◆ WHAT THE EXERCISE ASKS
Show all lines from the data that include the word "UnitInterval".
----------------------------------------
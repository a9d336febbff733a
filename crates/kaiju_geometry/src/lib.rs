//! Geometry kernel shared by the kinematics and planner layers.
//!
//! Everything here is pure math: 3D point/segment primitives, the
//! closest-approach distance tests the collision model is built on, a
//! polyline simplification/resampling pipeline, annulus sampling for
//! `set_xy_uniform`, and the single seedable RNG stream the rest of the
//! workspace draws from.

mod point;
mod prng;
mod rdp;
mod sample;
mod segment;

pub use point::Point3;
pub use prng::Prng;
pub use rdp::{interpolate, rdp};
pub use sample::sample_annulus;
pub use segment::{point_segment_dist2, segment_segment_dist2};
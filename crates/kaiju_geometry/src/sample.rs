use rand::Rng;
use unit_interval::UnitInterval;

/// Sample `(x, y)` uniformly over the area of the annulus
/// `r_min <= hypot(x, y) <= r_max`, via
/// `r = sqrt((r_max^2 - r_min^2) * u + r_min^2)`, `theta = 2*pi*v`.
///
/// <https://ridlow.wordpress.com/2014/10/22/uniform-random-points-in-disk-annulus-ring-cylinder-and-sphere/>
#[must_use]
pub fn sample_annulus(r_min: f64, r_max: f64, rng: &mut impl Rng) -> (f64, f64) {
    let u = UnitInterval::new(rng.gen_range(0.0..=1.0)).expect("gen_range(0.0..=1.0) is in bounds");
    let v = UnitInterval::new(rng.gen_range(0.0..=1.0)).expect("gen_range(0.0..=1.0) is in bounds");

    let r = ((r_max * r_max - r_min * r_min) * u.get() + r_min * r_min).sqrt();
    let theta = v.get() * std::f64::consts::TAU;
    (r * theta.cos(), r * theta.sin())
}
----------------------------------------
◆ ANSWER TO THIS PROBLEM
use unit_interval::UnitInterval;
    let u = UnitInterval::new(rng.gen_range(0.0..=1.0)).expect("gen_range(0.0..=1.0) is in bounds");
    let v = UnitInterval::new(rng.gen_range(0.0..=1.0)).expect("gen_range(0.0..=1.0) is in bounds");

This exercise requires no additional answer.